[REQUIRED ACTION]:
Which lines of the records contain the word "return"? Copy each one.

[THE DATA]:
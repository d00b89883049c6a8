//! Event bus for run observation
//!
//! Pub/sub over a Tokio broadcast channel. The bus stamps each event with
//! its sequence number and sends it while holding one lock, so every
//! subscriber receives the same total order no matter how many tasks
//! publish concurrently.
//!
//! Each subscriber reads at its own pace from a bounded queue. Publishing
//! never waits for subscribers: a subscriber that falls more than
//! `capacity` events behind loses the oldest unread ones, and its
//! [`EventSubscription::dropped`] counter records how many.

use council_domain::{Event, EventDraft};
use futures::Stream;
use std::collections::VecDeque;
use std::sync::{Arc, Mutex, MutexGuard};
use tokio::sync::broadcast;
use tracing::{debug, warn};

/// Default per-subscriber queue length
pub const DEFAULT_CAPACITY: usize = 256;

/// Default number of events kept for replay
pub const DEFAULT_RETAIN: usize = 1024;

/// Shared reference to EventBus
pub type SharedEventBus = Arc<EventBus>;

#[derive(Debug, Default)]
struct Ledger {
    next_sequence: u64,
    retained: VecDeque<Event>,
}

/// Totally ordered, multi-subscriber event channel
#[derive(Debug)]
pub struct EventBus {
    sender: broadcast::Sender<Event>,
    ledger: Mutex<Ledger>,
    retain: usize,
}

impl EventBus {
    pub fn new() -> Self {
        Self::with_capacity(DEFAULT_CAPACITY, DEFAULT_RETAIN)
    }

    /// `capacity` bounds each subscriber's queue; `retain` bounds replay
    pub fn with_capacity(capacity: usize, retain: usize) -> Self {
        let (sender, _) = broadcast::channel(capacity.max(1));
        Self {
            sender,
            ledger: Mutex::new(Ledger::default()),
            retain,
        }
    }

    /// Create a shared reference to this event bus
    pub fn shared(self) -> SharedEventBus {
        Arc::new(self)
    }

    /// Accept an event: assign its sequence number and deliver it
    pub fn publish(&self, draft: EventDraft) -> Event {
        let mut ledger = self.lock();
        let event = draft.accept(ledger.next_sequence);
        ledger.next_sequence += 1;

        if self.retain > 0 {
            if ledger.retained.len() == self.retain {
                ledger.retained.pop_front();
            }
            ledger.retained.push_back(event.clone());
        }

        // No receivers is fine: retained events still replay
        let receivers = self.sender.send(event.clone()).unwrap_or(0);
        debug!(
            sequence = event.sequence,
            kind = %event.kind,
            receivers,
            "Event published"
        );
        event
    }

    /// Subscribe to events published from now on
    pub fn subscribe(&self) -> EventSubscription {
        // Subscribing under the lock keeps replay + subscribe gap-free
        let _ledger = self.lock();
        EventSubscription {
            receiver: self.sender.subscribe(),
            dropped: 0,
        }
    }

    /// Retained events, oldest first
    pub fn replay(&self) -> Vec<Event> {
        self.lock().retained.iter().cloned().collect()
    }

    /// Number of events accepted so far
    pub fn published(&self) -> u64 {
        self.lock().next_sequence
    }

    pub fn subscriber_count(&self) -> usize {
        self.sender.receiver_count()
    }

    fn lock(&self) -> MutexGuard<'_, Ledger> {
        self.ledger.lock().unwrap_or_else(|e| e.into_inner())
    }
}

impl Default for EventBus {
    fn default() -> Self {
        Self::new()
    }
}

/// One subscriber's ordered view of the bus
pub struct EventSubscription {
    receiver: broadcast::Receiver<Event>,
    dropped: u64,
}

impl EventSubscription {
    /// Next event, waiting if none is queued. `None` once the bus is gone.
    pub async fn recv(&mut self) -> Option<Event> {
        loop {
            match self.receiver.recv().await {
                Ok(event) => return Some(event),
                Err(broadcast::error::RecvError::Lagged(missed)) => self.record_lag(missed),
                Err(broadcast::error::RecvError::Closed) => return None,
            }
        }
    }

    /// Next queued event without waiting
    pub fn try_recv(&mut self) -> Option<Event> {
        loop {
            match self.receiver.try_recv() {
                Ok(event) => return Some(event),
                Err(broadcast::error::TryRecvError::Lagged(missed)) => self.record_lag(missed),
                Err(_) => return None,
            }
        }
    }

    /// Events this subscriber lost by falling behind
    pub fn dropped(&self) -> u64 {
        self.dropped
    }

    pub fn into_stream(self) -> impl Stream<Item = Event> + Send + Unpin {
        Box::pin(futures::stream::unfold(self, |mut subscription| async move {
            subscription
                .recv()
                .await
                .map(|event| (event, subscription))
        }))
    }

    fn record_lag(&mut self, missed: u64) {
        self.dropped += missed;
        warn!(missed, total = self.dropped, "Event subscriber lagged; oldest events dropped");
    }
}

#[cfg(test)]
mod tests {
    use super::*;
    use council_domain::{EventKind, WorkerId};
    use futures::StreamExt;
    use serde_json::json;

    fn draft(n: usize) -> EventDraft {
        EventDraft::new(EventKind::WorkerCompleted).payload(json!({ "n": n }))
    }

    #[test]
    fn test_sequence_numbers_increase() {
        let bus = EventBus::new();
        let a = bus.publish(draft(0));
        let b = bus.publish(draft(1));
        assert_eq!(a.sequence, 0);
        assert_eq!(b.sequence, 1);
        assert_eq!(bus.published(), 2);
    }

    #[tokio::test]
    async fn test_subscribers_see_published_events() {
        let bus = EventBus::new();
        let mut first = bus.subscribe();
        let mut second = bus.subscribe();
        bus.publish(draft(0).worker(WorkerId::new("a")));

        let x = first.recv().await.unwrap();
        let y = second.recv().await.unwrap();
        assert_eq!(x, y);
        assert_eq!(x.worker_id, Some(WorkerId::new("a")));
        assert!(first.try_recv().is_none());
    }

    #[tokio::test(flavor = "multi_thread", worker_threads = 4)]
    async fn test_total_order_across_concurrent_producers() {
        const PRODUCERS: usize = 8;
        const PER_PRODUCER: usize = 50;

        let bus = EventBus::with_capacity(PRODUCERS * PER_PRODUCER, 0).shared();
        let mut first = bus.subscribe();
        let mut second = bus.subscribe();

        let mut handles = Vec::new();
        for p in 0..PRODUCERS {
            let bus = Arc::clone(&bus);
            handles.push(tokio::spawn(async move {
                for i in 0..PER_PRODUCER {
                    bus.publish(draft(p * PER_PRODUCER + i));
                    tokio::task::yield_now().await;
                }
            }));
        }
        for handle in handles {
            handle.await.unwrap();
        }

        let mut seen_first = Vec::new();
        let mut seen_second = Vec::new();
        for _ in 0..PRODUCERS * PER_PRODUCER {
            seen_first.push(first.recv().await.unwrap());
            seen_second.push(second.recv().await.unwrap());
        }

        let sequences: Vec<u64> = seen_first.iter().map(|e| e.sequence).collect();
        let expected: Vec<u64> = (0..(PRODUCERS * PER_PRODUCER) as u64).collect();
        assert_eq!(sequences, expected);
        assert_eq!(seen_first, seen_second);
        assert_eq!(first.dropped(), 0);
    }

    #[test]
    fn test_slow_subscriber_drops_oldest() {
        let bus = EventBus::with_capacity(4, 0);
        let mut slow = bus.subscribe();
        for i in 0..10 {
            bus.publish(draft(i));
        }

        let received: Vec<u64> = std::iter::from_fn(|| slow.try_recv())
            .map(|e| e.sequence)
            .collect();
        assert_eq!(received, vec![6, 7, 8, 9]);
        assert_eq!(slow.dropped(), 6);
    }

    #[test]
    fn test_replay_keeps_most_recent() {
        let bus = EventBus::with_capacity(8, 3);
        for i in 0..5 {
            bus.publish(draft(i));
        }
        let replay: Vec<u64> = bus.replay().iter().map(|e| e.sequence).collect();
        assert_eq!(replay, vec![2, 3, 4]);
    }

    #[tokio::test]
    async fn test_into_stream_ends_when_bus_dropped() {
        let bus = EventBus::new();
        let stream = bus.subscribe().into_stream();
        bus.publish(draft(0));
        bus.publish(draft(1));
        drop(bus);

        let events: Vec<Event> = stream.collect().await;
        assert_eq!(events.len(), 2);
        assert_eq!(events[1].sequence, 1);
    }
}
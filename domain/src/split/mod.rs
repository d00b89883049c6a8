//! Splitting one task into work items for a split step.

pub mod signals;
pub mod splitter;

pub use signals::{Signal, TaskSignals};
pub use splitter::{AutoSplitter, FixedSplitter, SplitPlan, TaskSplitter, balanced_chunks, validate_bounds};
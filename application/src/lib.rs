//! Application layer for council
//!
//! This crate contains the step variants, the orchestrator, the event bus,
//! port definitions, and run settings. It depends only on the domain layer.

pub mod config;
pub mod events;
pub mod ports;
pub mod use_cases;

#[cfg(test)]
pub(crate) mod testing;

// Re-export commonly used types
pub use config::RunSettings;
pub use events::{EventBus, EventSubscription, SharedEventBus};
pub use ports::{
    fallback::{FallbackError, FallbackHandler, FnFallback},
    summarizer::{Summarizer, SummarizerError},
    worker::{Worker, WorkerError, WorkerTemplate},
};
pub use use_cases::context_window::{ContextWindow, WindowOutcome};
pub use use_cases::error_handler::{
    ErrorHandler, Escalation, FailurePolicy, PolicyKind, RetryPolicy,
};
pub use use_cases::moderators::ModeratorPool;
pub use use_cases::run_workflow::{OrchestratorError, RunReport, StepOrchestrator};
pub use use_cases::steps::{
    Capabilities, DebateStep, IdenticalTask, LineChunks, ParallelStep, Perspectives, SoloStep,
    SplitStep, Step, StepContext, StepError, StepKind, StepOutcome, TaskSpecializer,
};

[COMPLETED TASK]:
                Ok(event) => return Some(event),
                Err(broadcast::error::RecvError::Closed) => return None,
                Ok(event) => return Some(event),
                Err(_) => return None,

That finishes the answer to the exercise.